# [How to complete this task]
Look over the entries and say how many lines include the word "system". Only the number, please.
-*-
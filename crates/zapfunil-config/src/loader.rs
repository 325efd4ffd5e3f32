// SPDX-FileCopyrightText: 2026 Zapfunil Contributors
// SPDX-License-Identifier: MIT OR Apache-2.0

//! Configuration loader using Figment for layered config merging.
//!
//! Supports XDG hierarchy: `./zapfunil.toml` > `~/.config/zapfunil/zapfunil.toml`
//! > `/etc/zapfunil/zapfunil.toml` with environment variable overrides via
//! the `ZAPFUNIL_` prefix.

#![allow(clippy::result_large_err)] // figment::Error is external and cannot be boxed without wrapper

use std::path::Path;

use figment::{
    providers::{Env, Format, Serialized, Toml},
    Figment,
};

use crate::model::ZapfunilConfig;

/// Load configuration from the standard XDG hierarchy with env var overrides.
///
/// Merge order (later overrides earlier):
/// 1. Compiled defaults
/// 2. `/etc/zapfunil/zapfunil.toml` (system-wide)
/// 3. `~/.config/zapfunil/zapfunil.toml` (user XDG config)
/// 4. `./zapfunil.toml` (local directory)
/// 5. `ZAPFUNIL_*` environment variables
pub fn load_config() -> Result<ZapfunilConfig, figment::Error> {
    Figment::new()
        .merge(Serialized::defaults(ZapfunilConfig::default()))
        .merge(Toml::file("/etc/zapfunil/zapfunil.toml"))
        .merge(Toml::file(
            dirs::config_dir()
                .map(|d| d.join("zapfunil/zapfunil.toml"))
                .unwrap_or_default(),
        ))
        .merge(Toml::file("zapfunil.toml"))
        .merge(env_provider())
        .extract()
}

/// Load configuration from a TOML string only (no XDG lookup).
///
/// Used for testing and explicit config specification.
pub fn load_config_from_str(toml_content: &str) -> Result<ZapfunilConfig, figment::Error> {
    Figment::new()
        .merge(Serialized::defaults(ZapfunilConfig::default()))
        .merge(Toml::string(toml_content))
        .extract()
}

/// Load configuration from a specific file path with env var overrides.
pub fn load_config_from_path(path: &Path) -> Result<ZapfunilConfig, figment::Error> {
    Figment::new()
        .merge(Serialized::defaults(ZapfunilConfig::default()))
        .merge(Toml::file(path))
        .merge(env_provider())
        .extract()
}

/// Create the environment variable provider using explicit `map()` for
/// section-to-dot mapping.
///
/// Uses `Env::map()` NOT `Env::split("_")` to avoid ambiguity with
/// underscore-containing key names: `ZAPFUNIL_STORAGE_DATABASE_PATH` must
/// map to `storage.database_path`, not `storage.database.path`.
fn env_provider() -> Env {
    Env::prefixed("ZAPFUNIL_").map(|key| {
        let key_str = key.as_str();
        let mapped = key_str
            .replacen("storage_", "storage.", 1)
            .replacen("server_", "server.", 1)
            .replacen("scheduler_", "scheduler.", 1);
        mapped.into()
    })
}

#[cfg(test)]
mod tests {
    use super::*;

    #[test]
    fn defaults_load_without_any_file() {
        let config = load_config_from_str("").unwrap();
        assert!(config.storage.wal_mode);
        assert_eq!(config.server.host, "127.0.0.1");
    }

    #[test]
    fn local_file_overrides_defaults() {
        let config = load_config_from_str(
            r#"
[server]
host = "0.0.0.0"
port = 9000
"#,
        )
        .unwrap();
        assert_eq!(config.server.host, "0.0.0.0");
        assert_eq!(config.server.port, 9000);
        // untouched sections keep defaults
        assert!(config.storage.wal_mode);
    }
}
// SPDX-FileCopyrightText: 2026 Zapfunil Contributors
// SPDX-License-Identifier: MIT OR Apache-2.0

//! Entity fixtures shared across crate test suites.

use zapfunil_core::types::{BotStep, Conversation};
use zapfunil_storage::models::now_utc;

/// A fresh conversation on the `central` instance / `Central` unit.
pub fn conversation_fixture(id: &str, phone: &str) -> Conversation {
    Conversation {
        id: id.to_string(),
        instance_id: "central".to_string(),
        remote_jid: format!("{phone}@s.whatsapp.net"),
        phone: phone.to_string(),
        display_name: Some("Contato".to_string()),
        unit: "Central".to_string(),
        lead_id: None,
        unread_count: 0,
        favorite: false,
        bot_enabled: None,
        last_message_content: None,
        last_message_direction: None,
        last_message_at: None,
        created_at: now_utc(),
        updated_at: now_utc(),
    }
}

/// A qualification step with an optional confirmation text.
pub fn step_fixture(key: &str, position: i64, question: &str, confirmation: Option<&str>) -> BotStep {
    BotStep {
        id: format!("step-{key}"),
        step_key: key.to_string(),
        position,
        question: question.to_string(),
        confirmation: confirmation.map(str::to_string),
        enabled: true,
    }
}
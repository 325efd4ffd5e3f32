// SPDX-FileCopyrightText: 2026 Zapfunil Contributors
// SPDX-License-Identifier: MIT OR Apache-2.0

//! Lead pipeline: the canonical lead entity operations and their audit trail.
//!
//! Every mutation here reads the prior value, writes a history entry, and
//! applies the change inside one transaction on the single-writer
//! connection -- both commit or neither does, and racing mutations on the
//! same lead cannot interleave their read-before-write sequences.

pub mod pipeline;

pub use pipeline::{
    create_lead, delete_lead, move_backward, move_forward, move_to, rename, transfer,
    update_notes, update_qualification, NewLead,
};
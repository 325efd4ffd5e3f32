// SPDX-FileCopyrightText: 2026 Zapfunil Contributors
// SPDX-License-Identifier: MIT OR Apache-2.0

//! Configuration system for the Zapfunil sales pipeline.
//!
//! Provides TOML configuration parsing with strict validation
//! (`deny_unknown_fields`), XDG file hierarchy lookup, environment variable
//! overrides, and miette diagnostic rendering with typo suggestions.
//!
//! # Usage
//!
//! ```no_run
//! use zapfunil_config::load_and_validate;
//!
//! let config = load_and_validate().expect("config errors");
//! println!("instances: {}", config.instances.len());
//! ```

pub mod diagnostic;
pub mod loader;
pub mod model;
pub mod validation;

pub use diagnostic::{render_errors, ConfigError};
pub use loader::{load_config, load_config_from_path, load_config_from_str};
pub use model::{InstanceConfig, PdfTier, UnitMaterials, ZapfunilConfig};

/// Load configuration from the XDG hierarchy and validate it.
///
/// 1. Loads config from TOML files + env vars via Figment
/// 2. On success: runs post-deserialization validation
/// 3. On Figment error: converts to miette diagnostics with typo suggestions
pub fn load_and_validate() -> Result<ZapfunilConfig, Vec<ConfigError>> {
    match loader::load_config() {
        Ok(config) => {
            validation::validate_config(&config)?;
            Ok(config)
        }
        Err(err) => Err(diagnostic::figment_to_config_errors(err)),
    }
}

/// Load configuration from a TOML string and validate it.
///
/// Useful for testing and explicit configuration.
pub fn load_and_validate_str(toml_content: &str) -> Result<ZapfunilConfig, Vec<ConfigError>> {
    match loader::load_config_from_str(toml_content) {
        Ok(config) => {
            validation::validate_config(&config)?;
            Ok(config)
        }
        Err(err) => Err(diagnostic::figment_to_config_errors(err)),
    }
}
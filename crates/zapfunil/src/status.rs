// SPDX-FileCopyrightText: 2026 Zapfunil Contributors
// SPDX-License-Identifier: MIT OR Apache-2.0

//! Operational subcommands: pipeline counters and duplicate listing.

use zapfunil_config::ZapfunilConfig;
use zapfunil_core::{LeadStatus, ZapfunilError};
use zapfunil_storage::queries::{conversations, followups, leads};
use zapfunil_storage::Database;

/// Print pipeline counters.
pub async fn run(config: &ZapfunilConfig) -> Result<(), ZapfunilError> {
    let db = Database::open_with_options(&config.storage.database_path, config.storage.wal_mode)
        .await?;

    let conversation_count = conversations::list_conversations(&db).await?.len();
    println!("conversations: {conversation_count}");

    println!("leads:");
    for status in LeadStatus::ALL {
        let count = leads::list_leads(&db, Some(status)).await?.len();
        println!("  {status}: {count}");
    }

    let armed = followups::list_armed(&db).await?.len();
    println!("armed follow-ups: {armed}");

    db.close().await?;
    Ok(())
}

/// Print duplicate conversation groups, one per line.
pub async fn run_detect_duplicates(config: &ZapfunilConfig) -> Result<(), ZapfunilError> {
    let db = Database::open_with_options(&config.storage.database_path, config.storage.wal_mode)
        .await?;

    let groups = zapfunil_linker::detect_duplicates(&db).await?;
    if groups.is_empty() {
        println!("no duplicate conversations");
    }
    for group in groups {
        println!(
            "{} / {}: {}",
            group.instance_id,
            group.phone,
            group.conversation_ids.join(", ")
        );
    }

    db.close().await?;
    Ok(())
}
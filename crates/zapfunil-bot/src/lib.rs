// SPDX-FileCopyrightText: 2026 Zapfunil Contributors
// SPDX-License-Identifier: MIT OR Apache-2.0

//! Bot qualification engine: drives a contact through the scripted,
//! administrator-ordered question sequence, branches on existing customers,
//! collapses completed sessions into leads, and sequences material sends.
//!
//! The session row is persisted only after a transition's outbound sends
//! succeed, so a delivery failure never advances the step pointer and a
//! session never skips a step.

pub mod engine;
pub mod materials;

pub use engine::{BotEngine, BotOutcome, MenuChoice};
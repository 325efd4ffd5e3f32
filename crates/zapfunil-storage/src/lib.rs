// SPDX-FileCopyrightText: 2026 Zapfunil Contributors
// SPDX-License-Identifier: MIT OR Apache-2.0

//! SQLite persistence layer for the Zapfunil sales pipeline.
//!
//! Provides WAL-mode SQLite storage with embedded migrations, a
//! single-writer concurrency model via `tokio-rusqlite`, typed query
//! modules per table, and a row-level change feed backing the realtime
//! bridge contract.

pub mod database;
pub mod feed;
pub mod migrations;
pub mod models;
pub mod queries;

pub use database::Database;
pub use feed::{ChangeEvent, ChangeOp};
pub use models::*;
// SPDX-FileCopyrightText: 2026 Zapfunil Contributors
// SPDX-License-Identifier: MIT OR Apache-2.0

//! Inbound event ingestion.
//!
//! Turns one verified gateway event into store mutations: conversation
//! upsert keyed by (instance, remote address), idempotent message append
//! by external id, snapshot/unread maintenance, and monotonic status
//! transitions. New conversations get an automatic phone-match link
//! attempt. Bot dispatch is the caller's job -- ingestion only reports
//! which inbound texts qualify.

use tracing::{debug, info};
use uuid::Uuid;
use zapfunil_config::ZapfunilConfig;
use zapfunil_core::types::{Conversation, DeliveryStatus, Direction, InboundEvent, Message};
use zapfunil_core::ZapfunilError;
use zapfunil_storage::models::now_utc;
use zapfunil_storage::queries::{conversations, messages};
use zapfunil_storage::Database;

/// What ingestion did with one event.
#[derive(Debug)]
pub enum IngestOutcome {
    /// A delivery-status update was applied (or ignored as a regression).
    StatusUpdate { applied: bool },
    /// A message was stored (or skipped as a gateway retry). For inbound
    /// text, the conversation and content are handed back for bot dispatch.
    Message {
        conversation: Conversation,
        inserted: bool,
        bot_input: Option<String>,
    },
}

/// Process one inbound event against the store.
pub async fn process_event(
    db: &Database,
    config: &ZapfunilConfig,
    event: InboundEvent,
) -> Result<IngestOutcome, ZapfunilError> {
    // Status-only updates carry no content.
    if event.content.is_empty() && event.status.is_some() {
        let applied = match &event.external_id {
            Some(external_id) => {
                messages::update_status(db, external_id, event.status.unwrap_or(DeliveryStatus::Pending))
                    .await?
            }
            None => false,
        };
        return Ok(IngestOutcome::StatusUpdate { applied });
    }

    let conversation = find_or_create_conversation(db, config, &event).await?;

    let message = Message {
        id: Uuid::new_v4().to_string(),
        conversation_id: conversation.id.clone(),
        external_id: event.external_id.clone(),
        direction: event.direction,
        kind: event.kind,
        content: event.content.clone(),
        media_url: event.media_url.clone(),
        status: event.status.unwrap_or(match event.direction {
            Direction::Inbound => DeliveryStatus::Delivered,
            Direction::Outbound => DeliveryStatus::Sent,
        }),
        created_at: event.timestamp.clone(),
    };
    let inserted = messages::append_message(db, &message).await?;
    if !inserted {
        debug!(external_id = ?event.external_id, "gateway retry, message already stored");
    }

    // Reload so callers see the refreshed snapshot and any auto-link.
    let conversation = conversations::get_conversation(db, &conversation.id)
        .await?
        .ok_or_else(|| ZapfunilError::NotFound {
            entity: "conversation",
            id: conversation.id.clone(),
        })?;

    let bot_input = (inserted
        && event.direction == Direction::Inbound
        && event.kind == zapfunil_core::types::MessageKind::Text)
        .then(|| event.content.clone());

    Ok(IngestOutcome::Message {
        conversation,
        inserted,
        bot_input,
    })
}

/// Upsert the conversation for an event's (instance, remote address).
///
/// Creation denormalizes the unit from the instance config and immediately
/// tries a phone-match link, so a returning contact lands on their lead.
async fn find_or_create_conversation(
    db: &Database,
    config: &ZapfunilConfig,
    event: &InboundEvent,
) -> Result<Conversation, ZapfunilError> {
    if let Some(existing) =
        conversations::get_by_remote_jid(db, &event.instance_id, &event.remote_jid).await?
    {
        return Ok(existing);
    }

    let instance = config
        .instance(&event.instance_id)
        .ok_or_else(|| ZapfunilError::NotFound {
            entity: "instance",
            id: event.instance_id.clone(),
        })?;

    let conversation = Conversation {
        id: Uuid::new_v4().to_string(),
        instance_id: event.instance_id.clone(),
        remote_jid: event.remote_jid.clone(),
        phone: event.contact_phone.clone(),
        display_name: event.display_name.clone(),
        unit: instance.unit.clone(),
        lead_id: None,
        unread_count: 0,
        favorite: false,
        bot_enabled: None,
        last_message_content: None,
        last_message_direction: None,
        last_message_at: None,
        created_at: now_utc(),
        updated_at: now_utc(),
    };
    conversations::create_conversation(db, &conversation).await?;
    info!(
        conversation_id = %conversation.id,
        instance = %event.instance_id,
        "conversation created"
    );

    zapfunil_linker::link_by_phone(db, &conversation.id).await?;

    conversations::get_conversation(db, &conversation.id)
        .await?
        .ok_or_else(|| ZapfunilError::NotFound {
            entity: "conversation",
            id: conversation.id.clone(),
        })
}

#[cfg(test)]
mod tests {
    use super::*;
    use tempfile::tempdir;
    use zapfunil_config::InstanceConfig;
    use zapfunil_core::types::MessageKind;
    use zapfunil_pipeline::{create_lead, NewLead};
    use zapfunil_storage::queries::messages::count_messages;

    fn config() -> ZapfunilConfig {
        let mut config = ZapfunilConfig::default();
        config.instances = vec![InstanceConfig {
            id: "central".to_string(),
            unit: "Central".to_string(),
            base_url: "http://gateway.invalid".to_string(),
            api_key: "k".to_string(),
            bot_default: true,
        }];
        config
    }

    fn text_event(external_id: &str, text: &str, timestamp: &str) -> InboundEvent {
        InboundEvent {
            instance_id: "central".to_string(),
            remote_jid: "5511999990000@s.whatsapp.net".to_string(),
            contact_phone: "5511999990000".to_string(),
            display_name: Some("João".to_string()),
            direction: Direction::Inbound,
            kind: MessageKind::Text,
            content: text.to_string(),
            media_url: None,
            external_id: Some(external_id.to_string()),
            status: None,
            timestamp: timestamp.to_string(),
        }
    }

    async fn setup_db() -> (Database, tempfile::TempDir) {
        let dir = tempdir().unwrap();
        let db_path = dir.path().join("test.db");
        let db = Database::open(db_path.to_str().unwrap()).await.unwrap();
        (db, dir)
    }

    #[tokio::test]
    async fn first_event_creates_conversation_with_instance_unit() {
        let (db, _dir) = setup_db().await;

        let outcome = process_event(
            &db,
            &config(),
            text_event("e1", "oi", "2026-01-01T00:00:01.000Z"),
        )
        .await
        .unwrap();

        let IngestOutcome::Message {
            conversation,
            inserted,
            bot_input,
        } = outcome
        else {
            panic!("expected message outcome");
        };
        assert!(inserted);
        assert_eq!(conversation.unit, "Central");
        assert_eq!(conversation.phone, "5511999990000");
        assert_eq!(conversation.unread_count, 1);
        assert_eq!(bot_input.as_deref(), Some("oi"));

        db.close().await.unwrap();
    }

    #[tokio::test]
    async fn gateway_retry_is_idempotent() {
        let (db, _dir) = setup_db().await;
        let cfg = config();

        process_event(&db, &cfg, text_event("e1", "oi", "2026-01-01T00:00:01.000Z"))
            .await
            .unwrap();
        let outcome =
            process_event(&db, &cfg, text_event("e1", "oi", "2026-01-01T00:00:01.000Z"))
                .await
                .unwrap();

        let IngestOutcome::Message {
            conversation,
            inserted,
            bot_input,
        } = outcome
        else {
            panic!("expected message outcome");
        };
        assert!(!inserted);
        assert!(bot_input.is_none(), "retries never re-trigger the bot");
        assert_eq!(count_messages(&db, &conversation.id).await.unwrap(), 1);
        assert_eq!(conversation.unread_count, 1);

        db.close().await.unwrap();
    }

    #[tokio::test]
    async fn new_conversation_auto_links_to_matching_lead() {
        let (db, _dir) = setup_db().await;

        let lead = create_lead(
            &db,
            NewLead {
                name: "João".to_string(),
                phone: "11999990000".to_string(), // stored without country code
                unit: "Central".to_string(),
                ..Default::default()
            },
            None,
        )
        .await
        .unwrap();

        let outcome = process_event(
            &db,
            &config(),
            text_event("e1", "oi", "2026-01-01T00:00:01.000Z"),
        )
        .await
        .unwrap();

        let IngestOutcome::Message { conversation, .. } = outcome else {
            panic!("expected message outcome");
        };
        assert_eq!(conversation.lead_id.as_deref(), Some(lead.id.as_str()));

        db.close().await.unwrap();
    }

    #[tokio::test]
    async fn outbound_event_does_not_bump_unread_or_bot() {
        let (db, _dir) = setup_db().await;

        let mut event = text_event("e1", "resposta da loja", "2026-01-01T00:00:01.000Z");
        event.direction = Direction::Outbound;
        let outcome = process_event(&db, &config(), event).await.unwrap();

        let IngestOutcome::Message {
            conversation,
            bot_input,
            ..
        } = outcome
        else {
            panic!("expected message outcome");
        };
        assert_eq!(conversation.unread_count, 0);
        assert!(bot_input.is_none());
        assert_eq!(
            conversation.last_message_direction,
            Some(Direction::Outbound)
        );

        db.close().await.unwrap();
    }

    #[tokio::test]
    async fn status_event_applies_monotonically() {
        let (db, _dir) = setup_db().await;
        let cfg = config();

        let mut event = text_event("e1", "oi", "2026-01-01T00:00:01.000Z");
        event.direction = Direction::Outbound;
        process_event(&db, &cfg, event).await.unwrap();

        let status_event = InboundEvent {
            content: String::new(),
            status: Some(DeliveryStatus::Read),
            ..text_event("e1", "", "2026-01-01T00:00:02.000Z")
        };
        let outcome = process_event(&db, &cfg, status_event).await.unwrap();
        assert!(matches!(
            outcome,
            IngestOutcome::StatusUpdate { applied: true }
        ));

        // A late delivered receipt after read is ignored.
        let late = InboundEvent {
            content: String::new(),
            status: Some(DeliveryStatus::Delivered),
            ..text_event("e1", "", "2026-01-01T00:00:03.000Z")
        };
        let outcome = process_event(&db, &cfg, late).await.unwrap();
        assert!(matches!(
            outcome,
            IngestOutcome::StatusUpdate { applied: false }
        ));

        db.close().await.unwrap();
    }

    #[tokio::test]
    async fn unknown_instance_is_rejected() {
        let (db, _dir) = setup_db().await;
        let mut event = text_event("e1", "oi", "2026-01-01T00:00:01.000Z");
        event.instance_id = "desconhecida".to_string();

        let err = process_event(&db, &config(), event).await.unwrap_err();
        assert!(matches!(
            err,
            ZapfunilError::NotFound {
                entity: "instance",
                ..
            }
        ));

        db.close().await.unwrap();
    }
}
// SPDX-FileCopyrightText: 2026 Zapfunil Contributors
// SPDX-License-Identifier: MIT OR Apache-2.0

//! Phone canonicalization and lookup variants.
//!
//! Canonical form is digits only. Lookups also try the number with and
//! without the Brazilian country code (55) so stored formatting
//! differences do not block a match.

/// Brazilian country code prefix.
const COUNTRY_CODE: &str = "55";

/// Strip a remote address or formatted number down to digits.
///
/// `"5511 99999-0000"` and `"5511999990000@s.whatsapp.net"` both yield
/// `"5511999990000"`.
pub fn canonical_phone(raw: &str) -> String {
    let local_part = raw.split('@').next().unwrap_or(raw);
    local_part.chars().filter(char::is_ascii_digit).collect()
}

/// Lookup variants for a canonical phone: the number itself, plus the
/// country-code added or stripped form.
///
/// A national number with DDD is 10-11 digits; with the country code,
/// 12-13. Anything shorter gets no variant beyond itself.
pub fn phone_variants(canonical: &str) -> Vec<String> {
    let mut variants = vec![canonical.to_string()];

    if let Some(national) = canonical.strip_prefix(COUNTRY_CODE) {
        if national.len() >= 10 {
            variants.push(national.to_string());
        }
    } else if canonical.len() >= 10 {
        variants.push(format!("{COUNTRY_CODE}{canonical}"));
    }

    variants
}

#[cfg(test)]
mod tests {
    use super::*;

    #[test]
    fn canonical_strips_jid_suffix_and_formatting() {
        assert_eq!(
            canonical_phone("5511999990000@s.whatsapp.net"),
            "5511999990000"
        );
        assert_eq!(canonical_phone("+55 (11) 99999-0000"), "5511999990000");
        assert_eq!(canonical_phone("11999990000"), "11999990000");
    }

    #[test]
    fn variants_strip_country_code() {
        let v = phone_variants("5511999990000");
        assert_eq!(v, vec!["5511999990000".to_string(), "11999990000".to_string()]);
    }

    #[test]
    fn variants_add_country_code() {
        let v = phone_variants("11999990000");
        assert_eq!(v, vec!["11999990000".to_string(), "5511999990000".to_string()]);
    }

    #[test]
    fn short_numbers_get_no_extra_variant() {
        // A number starting with 55 but too short to be CC + DDD + local:
        // stripping would mangle it, so only the number itself is tried.
        let v = phone_variants("5511");
        assert_eq!(v, vec!["5511".to_string()]);
    }
}
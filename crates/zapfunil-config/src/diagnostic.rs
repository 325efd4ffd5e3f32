// SPDX-FileCopyrightText: 2026 Zapfunil Contributors
// SPDX-License-Identifier: MIT OR Apache-2.0

//! Figment-to-miette error bridge with fuzzy match suggestions.
//!
//! Converts Figment deserialization errors into miette diagnostics with
//! valid key listings and "did you mean?" suggestions using Jaro-Winkler
//! string similarity.

use miette::Diagnostic;
use thiserror::Error;

/// Minimum Jaro-Winkler similarity score to suggest a correction.
/// 0.75 catches common typos (`databse_path` -> `database_path`) while
/// filtering noise.
const SUGGESTION_THRESHOLD: f64 = 0.75;

/// A configuration error with diagnostic context.
#[derive(Debug, Error, Diagnostic)]
pub enum ConfigError {
    /// An unknown key was found in the configuration.
    #[error("unknown configuration key `{key}`")]
    #[diagnostic(
        code(zapfunil::config::unknown_key),
        help("{}", format_unknown_key_help(suggestion.as_deref(), valid_keys))
    )]
    UnknownKey {
        /// The unrecognized key name.
        key: String,
        /// Suggested correction via fuzzy matching, if any.
        suggestion: Option<String>,
        /// List of valid keys for the section.
        valid_keys: String,
    },

    /// A configuration value has the wrong type.
    #[error("invalid type for key `{key}`: {detail}")]
    #[diagnostic(code(zapfunil::config::invalid_type), help("expected {expected}"))]
    InvalidType {
        key: String,
        detail: String,
        expected: String,
    },

    /// A required configuration key is missing.
    #[error("missing required key `{key}`")]
    #[diagnostic(
        code(zapfunil::config::missing_key),
        help("add `{key} = <value>` to your zapfunil.toml")
    )]
    MissingKey { key: String },

    /// A validation error for a config value.
    #[error("validation error: {message}")]
    #[diagnostic(code(zapfunil::config::validation))]
    Validation { message: String },

    /// Catch-all for other configuration errors.
    #[error("configuration error: {0}")]
    #[diagnostic(code(zapfunil::config::other))]
    Other(String),
}

/// Format the help message for unknown key errors.
fn format_unknown_key_help(suggestion: Option<&str>, valid_keys: &str) -> String {
    match suggestion {
        Some(s) => format!("did you mean `{s}`? Valid keys: {valid_keys}"),
        None => format!("valid keys: {valid_keys}"),
    }
}

/// Convert a `figment::Error` into a list of `ConfigError` diagnostics.
///
/// A figment error may contain multiple underlying errors; each is
/// converted, with fuzzy match suggestions for unknown field errors.
pub fn figment_to_config_errors(err: figment::Error) -> Vec<ConfigError> {
    use figment::error::Kind;

    let mut errors = Vec::new();

    for error in err {
        let config_error = match &error.kind {
            Kind::UnknownField(field, expected) => {
                let valid_keys: Vec<&str> = expected.to_vec();
                let suggestion = suggest_key(field, &valid_keys);
                ConfigError::UnknownKey {
                    key: field.clone(),
                    suggestion,
                    valid_keys: valid_keys.join(", "),
                }
            }
            Kind::MissingField(field) => ConfigError::MissingKey {
                key: field.clone().into_owned(),
            },
            Kind::InvalidType(actual, expected) => {
                let key = error
                    .path
                    .iter()
                    .map(|s| s.to_string())
                    .collect::<Vec<_>>()
                    .join(".");
                ConfigError::InvalidType {
                    key,
                    detail: format!("found {actual}, expected {expected}"),
                    expected: expected.to_string(),
                }
            }
            _ => ConfigError::Other(format!("{error}")),
        };

        errors.push(config_error);
    }

    errors
}

/// Suggest a similar key name using Jaro-Winkler string similarity.
///
/// Returns the best match above the similarity threshold, or `None` if
/// no valid key is close enough to the unknown key.
pub fn suggest_key(unknown: &str, valid_keys: &[&str]) -> Option<String> {
    let mut best_score = SUGGESTION_THRESHOLD;
    let mut best_match = None;

    for &key in valid_keys {
        let score = strsim::jaro_winkler(unknown, key);
        if score > best_score {
            best_score = score;
            best_match = Some(key.to_string());
        }
    }

    best_match
}

/// Render a list of `ConfigError`s to stderr using miette's graphical handler.
pub fn render_errors(errors: &[ConfigError]) {
    use miette::GraphicalReportHandler;

    let handler = GraphicalReportHandler::new();
    for error in errors {
        let mut buf = String::new();
        let diagnostic: &dyn Diagnostic = error;
        if handler.render_report(&mut buf, diagnostic).is_ok() {
            eprint!("{buf}");
        } else {
            eprintln!("Error: {error}");
        }
    }
}

#[cfg(test)]
mod tests {
    use super::*;

    #[test]
    fn suggest_close_typo() {
        let valid = &["database_path", "wal_mode"];
        assert_eq!(
            suggest_key("databse_path", valid),
            Some("database_path".to_string())
        );
    }

    #[test]
    fn suggest_webhook_secert() {
        let valid = &["host", "port", "webhook_secret"];
        assert_eq!(
            suggest_key("webhook_secert", valid),
            Some("webhook_secret".to_string())
        );
    }

    #[test]
    fn no_suggestion_for_distant_typo() {
        let valid = &["host", "port", "webhook_secret"];
        assert_eq!(suggest_key("zzzzzz", valid), None);
    }

    #[test]
    fn unknown_field_becomes_diagnostic() {
        let err = crate::loader::load_config_from_str(
            r#"
[server]
prot = 9000
"#,
        )
        .unwrap_err();
        let errors = figment_to_config_errors(err);
        assert!(errors
            .iter()
            .any(|e| matches!(e, ConfigError::UnknownKey { key, .. } if key == "prot")));
    }
}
-*-
# [Answer section]
2